ISR (Inkai). Dilute sulfuric acid injected underground → dissolves uranium → pregnant solution pumped to surface → ion exchange extraction. Low CapEx, but 0.03% grade means massive volumes. Now subject to Kazakhstan progressive MET (up to 18%) and KAP exclusive exploration rights (Dec 2025 subsoil code changes).
Replacement cost: Irreplaceable. NexGen Rook I (closest comp): C$2.2B CapEx, 14-15 years from discovery to production (still not producing). Grade 2.37% — exceptional for a new deposit but one-seventh of Cigar Lake's.
Fuel Services (16% of revenue, CAD $562M)
Port Hope, Ontario — one of only three Western UF6 conversion facilities on Earth. Transforms U3O8 into gaseous UF6 via a four-step fluorine chemistry chain:
Step 1: U3O8 + 8HNO3 → 3UO2(NO3)2 + 2NO2 + 4H2O [Blind River]
Solvent extraction with TBP/kerosene → >99.95% purity
Calcination: UO2(NO3)2 → UO3 + 2NO2 + O2 (400°C)
Step 2: UO3 + H2 → UO2 + H2O [Port Hope]
Reduction at 600°C
Step 3: UO2 + 4HF → UF4 + 2H2O [Port Hope]
Hydrofluorination at 450-550°C
Step 4: UF4 + F2 → UF6 [Port Hope]
Fluorination at 350-400°C
F2 = most reactive element — attacks glass, metals, water
Generated on-site by electrolysis (cannot be transported)
UF6 is the only practical enrichment feedstock because: (a) it sublimes at 56.5C, (b) fluorine has only one stable isotope (F-19) so the mass difference between U-235F6 (349 AMU) and U-238F6 (352 AMU) is entirely from uranium, (c) no other gaseous uranium compound exists at practical temperatures.
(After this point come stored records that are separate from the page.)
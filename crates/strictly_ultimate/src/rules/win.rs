//! Line detection for a 3x3 grid.

use super::super::{Mark, Position, SubBoard, Square};
use tracing::instrument;

/// The eight lines of a 3x3 grid: rows, then columns, then diagonals.
pub const LINES: [[Position; 3]; 8] = [
    // Rows
    [Position::TopLeft, Position::TopCenter, Position::TopRight],
    [Position::MiddleLeft, Position::Center, Position::MiddleRight],
    [Position::BottomLeft, Position::BottomCenter, Position::BottomRight],
    // Columns
    [Position::TopLeft, Position::MiddleLeft, Position::BottomLeft],
    [Position::TopCenter, Position::Center, Position::BottomCenter],
    [Position::TopRight, Position::MiddleRight, Position::BottomRight],
    // Diagonals
    [Position::TopLeft, Position::Center, Position::BottomRight],
    [Position::TopRight, Position::Center, Position::BottomLeft],
];

/// Checks if there is a winner on the grid.
///
/// Returns `Some(mark)` if the mark has three in a line,
/// `None` otherwise.
#[instrument(level = "trace", skip(board))]
pub fn check_winner(board: &SubBoard) -> Option<Mark> {
    for [a, b, c] in LINES {
        let sq = board.get(a);
        if sq != Square::Empty && sq == board.get(b) && sq == board.get(c) {
            return sq.mark();
        }
    }

    None
}

/// Finds a cell that would complete a line for `mark`.
///
/// A line qualifies when it holds two of `mark` and one empty cell. Lines are
/// scanned in [`LINES`] order and the first qualifying cell is returned.
#[instrument(level = "trace", skip(board))]
pub fn winning_cell(board: &SubBoard, mark: Mark) -> Option<Position> {
    LINES.iter().find_map(|line| {
        let owned = line
            .iter()
            .filter(|&&pos| board.get(pos) == Square::Occupied(mark))
            .count();
        let empty: Vec<Position> = line
            .iter()
            .copied()
            .filter(|&pos| board.is_empty(pos))
            .collect();
        match (owned, empty.as_slice()) {
            (2, [cell]) => Some(*cell),
            _ => None,
        }
    })
}

#[cfg(test)]
mod tests {
    use super::*;

    #[test]
    fn test_no_winner_empty_board() {
        let board = SubBoard::new();
        assert_eq!(check_winner(&board), None);
    }

    #[test]
    fn test_winner_top_row() {
        let mut board = SubBoard::new();
        board.set(Position::TopLeft, Square::Occupied(Mark::X));
        board.set(Position::TopCenter, Square::Occupied(Mark::X));
        board.set(Position::TopRight, Square::Occupied(Mark::X));
        assert_eq!(check_winner(&board), Some(Mark::X));
    }

    #[test]
    fn test_winner_anti_diagonal() {
        let mut board = SubBoard::new();
        board.set(Position::TopRight, Square::Occupied(Mark::O));
        board.set(Position::Center, Square::Occupied(Mark::O));
        board.set(Position::BottomLeft, Square::Occupied(Mark::O));
        assert_eq!(check_winner(&board), Some(Mark::O));
    }

    #[test]
    fn test_no_winner_mixed_line() {
        let mut board = SubBoard::new();
        board.set(Position::TopLeft, Square::Occupied(Mark::X));
        board.set(Position::TopCenter, Square::Occupied(Mark::O));
        board.set(Position::TopRight, Square::Occupied(Mark::X));
        assert_eq!(check_winner(&board), None);
    }

    #[test]
    fn test_winning_cell_in_row() {
        let mut board = SubBoard::new();
        board.set(Position::TopLeft, Square::Occupied(Mark::X));
        board.set(Position::TopCenter, Square::Occupied(Mark::X));
        assert_eq!(winning_cell(&board, Mark::X), Some(Position::TopRight));
        assert_eq!(winning_cell(&board, Mark::O), None);
    }

    #[test]
    fn test_winning_cell_blocked_line() {
        let mut board = SubBoard::new();
        board.set(Position::TopLeft, Square::Occupied(Mark::X));
        board.set(Position::TopCenter, Square::Occupied(Mark::X));
        board.set(Position::TopRight, Square::Occupied(Mark::O));
        assert_eq!(winning_cell(&board, Mark::X), None);
    }

    #[test]
    fn test_winning_cell_diagonal_gap() {
        let mut board = SubBoard::new();
        board.set(Position::TopRight, Square::Occupied(Mark::O));
        board.set(Position::BottomLeft, Square::Occupied(Mark::O));
        assert_eq!(winning_cell(&board, Mark::O), Some(Position::Center));
    }
}
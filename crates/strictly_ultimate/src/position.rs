//! Cell positions on a 3x3 grid.
//!
//! The same enum names a cell inside a sub-board and a cell of the macro
//! grid, which is what makes the forced-board rule a plain index lookup.

use super::types::SubBoard;
use schemars::JsonSchema;
use serde::{Deserialize, Serialize};
use tracing::instrument;

/// A position on a 3x3 grid (0-8, row-major).
#[derive(
    Debug, Clone, Copy, PartialEq, Eq, Hash, Serialize, Deserialize, JsonSchema, strum::EnumIter,
)]
pub enum Position {
    /// Top-left (position 0)
    TopLeft,
    /// Top-center (position 1)
    TopCenter,
    /// Top-right (position 2)
    TopRight,
    /// Middle-left (position 3)
    MiddleLeft,
    /// Center (position 4)
    Center,
    /// Middle-right (position 5)
    MiddleRight,
    /// Bottom-left (position 6)
    BottomLeft,
    /// Bottom-center (position 7)
    BottomCenter,
    /// Bottom-right (position 8)
    BottomRight,
}

impl Position {
    /// All 9 positions.
    pub const ALL: [Position; 9] = [
        Position::TopLeft,
        Position::TopCenter,
        Position::TopRight,
        Position::MiddleLeft,
        Position::Center,
        Position::MiddleRight,
        Position::BottomLeft,
        Position::BottomCenter,
        Position::BottomRight,
    ];

    /// The four corners.
    pub const CORNERS: [Position; 4] = [
        Position::TopLeft,
        Position::TopRight,
        Position::BottomLeft,
        Position::BottomRight,
    ];

    /// Get label for this position (for display).
    pub fn label(&self) -> &'static str {
        match self {
            Position::TopLeft => "Top-left",
            Position::TopCenter => "Top-center",
            Position::TopRight => "Top-right",
            Position::MiddleLeft => "Middle-left",
            Position::Center => "Center",
            Position::MiddleRight => "Middle-right",
            Position::BottomLeft => "Bottom-left",
            Position::BottomCenter => "Bottom-center",
            Position::BottomRight => "Bottom-right",
        }
    }

    /// Converts position to grid index (0-8).
    pub fn to_index(self) -> usize {
        self as usize
    }

    /// Creates position from grid index.
    pub fn from_index(index: usize) -> Option<Self> {
        Self::ALL.get(index).copied()
    }

    /// Creates position from row and column (each 0-2).
    #[instrument(level = "trace")]
    pub fn from_row_col(row: usize, col: usize) -> Option<Self> {
        if row > 2 || col > 2 {
            return None;
        }
        Self::from_index(row * 3 + col)
    }

    /// Row of this position (0-2).
    pub fn row(self) -> usize {
        self.to_index() / 3
    }

    /// Column of this position (0-2).
    pub fn col(self) -> usize {
        self.to_index() % 3
    }

    /// Filters positions by board state - returns only empty squares.
    #[instrument(level = "trace", skip(board))]
    pub fn valid_moves(board: &SubBoard) -> Vec<Position> {
        Self::ALL
            .iter()
            .copied()
            .filter(|pos| board.is_empty(*pos))
            .collect()
    }
}

impl std::fmt::Display for Position {
    fn fmt(&self, f: &mut std::fmt::Formatter<'_>) -> std::fmt::Result {
        write!(f, "{}", self.label())
    }
}
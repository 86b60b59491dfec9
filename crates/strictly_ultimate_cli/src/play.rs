//! Interactive play over a line-based stream: a human against the advisor,
//! or two humans sharing one terminal.

use anyhow::Result;
use std::io::{BufRead, Write};
use strictly_ultimate::{Advisor, GameState, GameStatus, Mark, Move, Tier, engine};
use tracing::{debug, instrument};

/// Which marks are entered at the terminal.
#[derive(Debug, Clone, Copy, PartialEq, Eq, strum::Display, strum::EnumString)]
#[strum(serialize_all = "lowercase", ascii_case_insensitive)]
pub enum Seat {
    /// Human plays X, the advisor plays O.
    X,
    /// Human plays O, the advisor plays X.
    O,
    /// Hot seat: both marks are entered by hand.
    Both,
}

impl Seat {
    /// True if `mark` is entered by a human.
    pub fn controls(self, mark: Mark) -> bool {
        match self {
            Seat::X => mark == Mark::X,
            Seat::O => mark == Mark::O,
            Seat::Both => true,
        }
    }
}

/// Parses a human move.
///
/// Accepts `BOARD ROW COL` (sub-board 0-8, row and column 0-2) or
/// `g ROW COL` in global 9x9 coordinates. Range checking is left to the
/// engine so that out-of-range input gets its reason code.
pub fn parse_move(line: &str, mark: Mark) -> Option<Move> {
    let tokens: Vec<&str> = line.split_whitespace().collect();
    match tokens.as_slice() {
        ["g", row, col] => Move::from_global(row.parse().ok()?, col.parse().ok()?, mark),
        [board, row, col] => Some(Move::new(
            board.parse().ok()?,
            row.parse().ok()?,
            col.parse().ok()?,
            mark,
        )),
        _ => None,
    }
}

/// Runs one game until it ends, input runs out, or a player types `quit`.
#[instrument(skip(input, output, advisor, state))]
pub fn run<R: BufRead, W: Write>(
    mut input: R,
    mut output: W,
    advisor: &mut Advisor,
    mut state: GameState,
    human: Seat,
    tier: Tier,
) -> Result<GameState> {
    match human {
        Seat::Both => writeln!(output, "Hot seat: X and O both move from this terminal.")?,
        seat => writeln!(output, "You are {}.", seat.to_string().to_uppercase())?,
    }
    writeln!(output, "Enter `board row col`, `g row col`, or `quit`.")?;

    while !state.is_terminated() {
        if !human.controls(state.current_player()) {
            let mv = advisor.select_move(&state, tier)?;
            engine::apply(&mut state, mv)?;
            let (row, col) = mv.to_global();
            writeln!(output, "Advisor plays {} [g {} {}]", mv, row, col)?;
            continue;
        }

        writeln!(output, "\n{}", state)?;
        write!(output, "> ")?;
        output.flush()?;

        let mut line = String::new();
        if input.read_line(&mut line)? == 0 {
            debug!("Input closed");
            break;
        }
        let line = line.trim();
        if line.eq_ignore_ascii_case("quit") {
            break;
        }

        let Some(mv) = parse_move(line, state.current_player()) else {
            writeln!(output, "Could not parse `{}`", line)?;
            continue;
        };
        if let Err(err) = engine::apply(&mut state, mv) {
            writeln!(output, "Rejected: {}", err.reason())?;
        }
    }

    writeln!(output, "\n{}", state)?;
    match state.status() {
        GameStatus::Won(mark) if human == Seat::Both => writeln!(output, "{} wins!", mark)?,
        GameStatus::Won(mark) if human.controls(mark) => writeln!(output, "You win!")?,
        GameStatus::Won(_) => writeln!(output, "The advisor wins.")?,
        GameStatus::Draw => writeln!(output, "Draw.")?,
        GameStatus::InProgress => writeln!(output, "Game abandoned.")?,
    }
    Ok(state)
}
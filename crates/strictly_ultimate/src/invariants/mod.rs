//! First-class invariants for ultimate tic-tac-toe.
//!
//! Invariants are logical properties that must hold for every reachable
//! [`GameState`](crate::GameState). The engine asserts them after each move
//! in debug builds.

/// A logical property that must hold for a given state.
pub trait Invariant<S> {
    /// Checks if the invariant holds for the given state.
    fn holds(state: &S) -> bool;

    /// Human-readable description of the invariant.
    fn description() -> &'static str;
}

/// Violation of an invariant.
#[derive(Debug, Clone, PartialEq, Eq)]
pub struct InvariantViolation {
    /// Description of the violated invariant.
    pub description: String,
}

impl InvariantViolation {
    /// Creates a new invariant violation.
    pub fn new(description: impl Into<String>) -> Self {
        Self {
            description: description.into(),
        }
    }
}

/// A set of invariants that can be checked together.
///
/// Implementations are provided for tuples of two to four invariants.
pub trait InvariantSet<S> {
    /// Checks all invariants in the set.
    ///
    /// Returns Ok(()) if all invariants hold, or Err with a list of
    /// violations if any invariant fails.
    fn check_all(state: &S) -> Result<(), Vec<InvariantViolation>>;
}

macro_rules! impl_invariant_set {
    ($($inv:ident),+) => {
        impl<S, $($inv),+> InvariantSet<S> for ($($inv,)+)
        where
            $($inv: Invariant<S>,)+
        {
            fn check_all(state: &S) -> Result<(), Vec<InvariantViolation>> {
                let mut violations = Vec::new();
                $(
                    if !$inv::holds(state) {
                        violations.push(InvariantViolation::new($inv::description()));
                    }
                )+
                if violations.is_empty() {
                    Ok(())
                } else {
                    Err(violations)
                }
            }
        }
    };
}

impl_invariant_set!(I1, I2);
impl_invariant_set!(I1, I2, I3);
impl_invariant_set!(I1, I2, I3, I4);

pub mod alternating_turn;
pub mod forced_board;
pub mod history_consistent;
pub mod termination;

pub use alternating_turn::AlternatingTurnInvariant;
pub use forced_board::ForcedBoardInvariant;
pub use history_consistent::HistoryConsistentInvariant;
pub use termination::TerminationInvariant;

/// All ultimate tic-tac-toe invariants as a composable set.
pub type UltimateInvariants = (
    AlternatingTurnInvariant,
    HistoryConsistentInvariant,
    ForcedBoardInvariant,
    TerminationInvariant,
);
A UF6 cylinder breach in humid air produces UO2F2 + HF — radioactive, toxic, and corrosive simultaneously.
Why only 3 Western UF6 facilities exist: (1) Fluorine handling requires specialized Monel/Inconel metallurgy, (2) dual regulatory overlay (nuclear + HAZMAT fluorine chemistry) with 5-10 year licensing, (3) $2-5B capital for greenfield, (4) on-site F2 generation = complete chemical plant within the nuclear plant, (5) community social license — Port Hope's is grandfathered from the 1930s Manhattan Project era.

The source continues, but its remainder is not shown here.